EXERCISE OBJECTIVE:
Would you filter these records and copy every line that has the word "anyhow"?

DATA EXTRACT:
....
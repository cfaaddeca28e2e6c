use anyhow::{anyhow, Result};
use chrono::{Local, Utc};
use reqwest::Method;
use serde::Deserialize;
use serde_json::{json, Map, Value};
use tracing::{debug, info};
use uuid::Uuid;

use doctor_cell::services::{AvailabilityService, DoctorService};
use shared_config::AppConfig;
use shared_database::supabase::SupabaseClient;
use shared_models::auth::{Role, User};
use shared_utils::codes::next_sequential_code;

use crate::models::{
    Appointment, AppointmentError, AppointmentListQuery, AppointmentStatus, BookAppointmentRequest,
    BookedAppointment, CancellationOutcome, RescheduleAppointmentRequest,
};
use crate::services::lifecycle::AppointmentLifecycleService;
use crate::services::pricing::CancellationPolicy;

const APPOINTMENT_CODE_PREFIX: &str = "APT";
const APPOINTMENT_CODE_WIDTH: usize = 5;
const MAX_PATIENT_AGE: u32 = 150;

#[derive(Debug, Deserialize)]
struct AppointmentCodeRow {
    appointment_code: Option<String>,
}

/// Result of a list request: the booking flow only gets ids and times for
/// other people's appointments, owners get full rows.
#[derive(Debug)]
pub enum AppointmentListing {
    Booked(Vec<BookedAppointment>),
    Full(Vec<Appointment>),
}

pub struct AppointmentBookingService {
    supabase: SupabaseClient,
    doctors: DoctorService,
    availability: AvailabilityService,
    lifecycle_service: AppointmentLifecycleService,
    cancellation_policy: CancellationPolicy,
}

impl AppointmentBookingService {
    pub fn new(config: &AppConfig) -> Self {
        Self {
            supabase: SupabaseClient::new(config),
            doctors: DoctorService::new(config),
            availability: AvailabilityService::new(config),
            lifecycle_service: AppointmentLifecycleService::new(),
            cancellation_policy: CancellationPolicy::new(config),
        }
    }

    pub async fn list_appointments(
        &self,
        user: &User,
        query: AppointmentListQuery,
        auth_token: &str,
    ) -> Result<AppointmentListing> {
        if let (Some(doctor_id), Some(date)) = (query.doctor, query.date) {
            let path = format!(
                "/rest/v1/appointments?doctor_id=eq.{}&appointment_date=eq.{}&status=neq.cancelled&select=id,appointment_time&order=appointment_time.asc",
                doctor_id, date
            );
            let booked: Vec<BookedAppointment> =
                self.supabase.request(Method::GET, &path, Some(auth_token), None).await?;
            debug!("{} booked appointments for doctor {} on {}", booked.len(), doctor_id, date);
            return Ok(AppointmentListing::Booked(booked));
        }

        let mut query_parts = match user.parsed_role() {
            Some(Role::Customer) => vec![format!("patient_id=eq.{}", urlencoding::encode(&user.id))],
            Some(Role::Doctor) => match self.doctors.find_by_user(&user.id, auth_token).await? {
                Some(doctor) => vec![format!("doctor_id=eq.{}", doctor.id)],
                None => return Ok(AppointmentListing::Full(Vec::new())),
            },
            _ => return Err(AppointmentError::Unauthorized.into()),
        };

        if let Some(date) = query.date {
            query_parts.push(format!("appointment_date=eq.{}", date));
        }

        let path = format!(
            "/rest/v1/appointments?{}&order=appointment_date.desc,appointment_time.desc",
            query_parts.join("&")
        );
        let appointments: Vec<Appointment> =
            self.supabase.request(Method::GET, &path, Some(auth_token), None).await?;

        Ok(AppointmentListing::Full(appointments))
    }

    pub async fn book_appointment(
        &self,
        user: &User,
        request: BookAppointmentRequest,
        auth_token: &str,
    ) -> Result<Appointment> {
        if user.parsed_role() != Some(Role::Customer) {
            return Err(AppointmentError::CustomersOnly.into());
        }
        validate_patient_details(&request)?;

        let doctor = self.doctors.get_doctor(request.doctor_id, Some(auth_token)).await?;
        self.availability
            .ensure_bookable(
                &doctor,
                request.appointment_date,
                request.appointment_time,
                None,
                Some(auth_token),
            )
            .await?;

        let appointment_code = self.next_appointment_code(auth_token).await?;
        let now = Utc::now().to_rfc3339();

        let appointment_data = json!({
            "appointment_code": appointment_code,
            "patient_id": user.id,
            "doctor_id": doctor.id,
            "appointment_date": request.appointment_date,
            "appointment_time": request.appointment_time.to_24h(),
            "reason": request.reason.trim(),
            "symptoms": request.symptoms.trim(),
            "patient_name": request.patient_name.trim(),
            "patient_age": request.patient_age,
            "patient_gender": request.patient_gender.trim(),
            "patient_phone": request.patient_phone.trim(),
            "emergency_contact": request.emergency_contact.trim(),
            "status": AppointmentStatus::Pending,
            // the doctor's current fee, never a client-supplied one
            "consultation_fee": doctor.consultation_fee,
            "payment_status": request.payment_status,
            "payment_method": request.payment_method,
            "payment_id": request.payment_id,
            "refunded": false,
            "created_at": now,
            "updated_at": now
        });

        let result: Vec<Appointment> = self
            .supabase
            .request_with_headers(
                Method::POST,
                "/rest/v1/appointments",
                Some(auth_token),
                Some(appointment_data),
                Some(SupabaseClient::return_representation()),
            )
            .await?;

        let appointment = result
            .into_iter()
            .next()
            .ok_or_else(|| anyhow!("Failed to create appointment"))?;

        info!(
            "Appointment {} booked with doctor {} on {} at {}",
            appointment.appointment_code,
            doctor.id,
            appointment.appointment_date,
            appointment.slot_time()
        );
        Ok(appointment)
    }

    pub async fn get_appointment(&self, user: &User, appointment_id: Uuid, auth_token: &str) -> Result<Appointment> {
        let appointment = self.fetch_appointment(appointment_id, auth_token).await?;

        let allowed = match user.parsed_role() {
            Some(Role::Admin) => true,
            Some(Role::Customer) => appointment.is_owned_by_patient(&user.id),
            Some(Role::Doctor) => self.is_treating_doctor(user, &appointment, auth_token).await?,
            _ => false,
        };
        if !allowed {
            return Err(AppointmentError::Unauthorized.into());
        }

        Ok(appointment)
    }

    pub async fn reschedule_appointment(
        &self,
        user: &User,
        appointment_id: Uuid,
        request: RescheduleAppointmentRequest,
        auth_token: &str,
    ) -> Result<Appointment> {
        let current = self.fetch_own_appointment(user, appointment_id, auth_token).await?;
        self.lifecycle_service.ensure_reschedulable(
            current.status,
            current.appointment_date,
            Local::now().naive_local(),
        )?;

        let new_date = request.appointment_date.unwrap_or(current.appointment_date);
        let new_time = request.appointment_time.unwrap_or_else(|| current.slot_time());

        let mut update = Map::new();

        if new_date != current.appointment_date || new_time != current.slot_time() {
            let doctor = self.doctors.get_doctor(current.doctor_id, Some(auth_token)).await?;
            self.availability
                .ensure_bookable(&doctor, new_date, new_time, Some(current.id), Some(auth_token))
                .await?;

            update.insert("appointment_date".to_string(), json!(new_date));
            update.insert("appointment_time".to_string(), json!(new_time.to_24h()));
        }

        if let Some(reason) = request.reason {
            if reason.trim().is_empty() {
                return Err(AppointmentError::ValidationError("reason cannot be blank".to_string()).into());
            }
            update.insert("reason".to_string(), json!(reason.trim()));
        }

        if update.is_empty() {
            return Ok(current);
        }

        let appointment = self.patch_appointment(current.id, update, auth_token).await?;
        info!(
            "Appointment {} rescheduled to {} at {}",
            appointment.appointment_code,
            appointment.appointment_date,
            appointment.slot_time()
        );
        Ok(appointment)
    }

    pub async fn cancel_appointment(
        &self,
        user: &User,
        appointment_id: Uuid,
        auth_token: &str,
    ) -> Result<(Appointment, CancellationOutcome)> {
        let current = self.fetch_own_appointment(user, appointment_id, auth_token).await?;
        self.lifecycle_service.ensure_modifiable(current.status)?;

        let outcome = self.cancellation_policy.split(current.consultation_fee);

        let mut update = Map::new();
        update.insert("status".to_string(), json!(AppointmentStatus::Cancelled));
        update.insert("company_fee".to_string(), json!(outcome.company_fee));
        update.insert("refund_amount".to_string(), json!(outcome.refund_amount));
        update.insert("refunded".to_string(), json!(current.payment_status));

        let appointment = self.patch_appointment(current.id, update, auth_token).await?;
        info!(
            "Appointment {} cancelled, refund {:.2} (fee retained {:.2})",
            appointment.appointment_code, outcome.refund_amount, outcome.company_fee
        );

        Ok((appointment, outcome))
    }

    /// Doctor-driven lifecycle move on one of their own appointments.
    pub async fn update_status(
        &self,
        user: &User,
        appointment_id: Uuid,
        new_status: AppointmentStatus,
        auth_token: &str,
    ) -> Result<Appointment> {
        let current = self.fetch_appointment(appointment_id, auth_token).await?;

        if user.parsed_role() != Some(Role::Doctor)
            || !self.is_treating_doctor(user, &current, auth_token).await?
        {
            return Err(AppointmentError::Unauthorized.into());
        }

        self.lifecycle_service
            .validate_status_transition(current.status, new_status)?;

        let mut update = Map::new();
        update.insert("status".to_string(), json!(new_status));

        let appointment = self.patch_appointment(current.id, update, auth_token).await?;
        info!(
            "Appointment {} moved from {} to {}",
            appointment.appointment_code, current.status, appointment.status
        );
        Ok(appointment)
    }

    async fn fetch_appointment(&self, appointment_id: Uuid, auth_token: &str) -> Result<Appointment> {
        let path = format!("/rest/v1/appointments?id=eq.{}", appointment_id);
        let result: Vec<Appointment> = self.supabase.request(Method::GET, &path, Some(auth_token), None).await?;

        result
            .into_iter()
            .next()
            .ok_or_else(|| anyhow!(AppointmentError::NotFound))
    }

    async fn fetch_own_appointment(&self, user: &User, appointment_id: Uuid, auth_token: &str) -> Result<Appointment> {
        let appointment = self.fetch_appointment(appointment_id, auth_token).await?;
        if !appointment.is_owned_by_patient(&user.id) {
            return Err(AppointmentError::Unauthorized.into());
        }
        Ok(appointment)
    }

    async fn is_treating_doctor(&self, user: &User, appointment: &Appointment, auth_token: &str) -> Result<bool> {
        let doctor = self.doctors.find_by_user(&user.id, auth_token).await?;
        Ok(doctor.is_some_and(|d| d.id == appointment.doctor_id))
    }

    async fn patch_appointment(
        &self,
        appointment_id: Uuid,
        mut update: Map<String, Value>,
        auth_token: &str,
    ) -> Result<Appointment> {
        update.insert("updated_at".to_string(), json!(Utc::now().to_rfc3339()));

        let path = format!("/rest/v1/appointments?id=eq.{}", appointment_id);
        let result: Vec<Appointment> = self
            .supabase
            .request_with_headers(
                Method::PATCH,
                &path,
                Some(auth_token),
                Some(Value::Object(update)),
                Some(SupabaseClient::return_representation()),
            )
            .await?;

        result
            .into_iter()
            .next()
            .ok_or_else(|| anyhow!(AppointmentError::NotFound))
    }

    async fn next_appointment_code(&self, auth_token: &str) -> Result<String> {
        let latest: Vec<AppointmentCodeRow> = self
            .supabase
            .request(
                Method::GET,
                "/rest/v1/appointments?select=appointment_code&order=created_at.desc&limit=1",
                Some(auth_token),
                None,
            )
            .await?;

        let latest_code = latest.into_iter().next().and_then(|row| row.appointment_code);
        let fallback = match latest_code {
            Some(_) => 0,
            None => {
                let rows: Vec<Value> = self
                    .supabase
                    .request(Method::GET, "/rest/v1/appointments?select=id", Some(auth_token), None)
                    .await?;
                rows.len() as u64
            }
        };

        Ok(next_sequential_code(
            APPOINTMENT_CODE_PREFIX,
            APPOINTMENT_CODE_WIDTH,
            latest_code.as_deref(),
            fallback,
        ))
    }
}

fn validate_patient_details(request: &BookAppointmentRequest) -> Result<(), AppointmentError> {
    let required = [
        ("reason", &request.reason),
        ("patient_name", &request.patient_name),
        ("patient_gender", &request.patient_gender),
        ("patient_phone", &request.patient_phone),
    ];

    let missing: Vec<&str> = required
        .iter()
        .filter(|(_, value)| value.trim().is_empty())
        .map(|(field, _)| *field)
        .collect();
    if !missing.is_empty() {
        return Err(AppointmentError::ValidationError(format!(
            "Missing required fields: {}",
            missing.join(", ")
        )));
    }

    if !(1..=MAX_PATIENT_AGE).contains(&request.patient_age) {
        return Err(AppointmentError::ValidationError(format!(
            "patient_age must be between 1 and {}",
            MAX_PATIENT_AGE
        )));
    }

    Ok(())
}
....
RESPONSE AREA:
use anyhow::{anyhow, Result};
            .ok_or_else(|| anyhow!("Failed to create appointment"))?;
            .ok_or_else(|| anyhow!(AppointmentError::NotFound))
            .ok_or_else(|| anyhow!(AppointmentError::NotFound))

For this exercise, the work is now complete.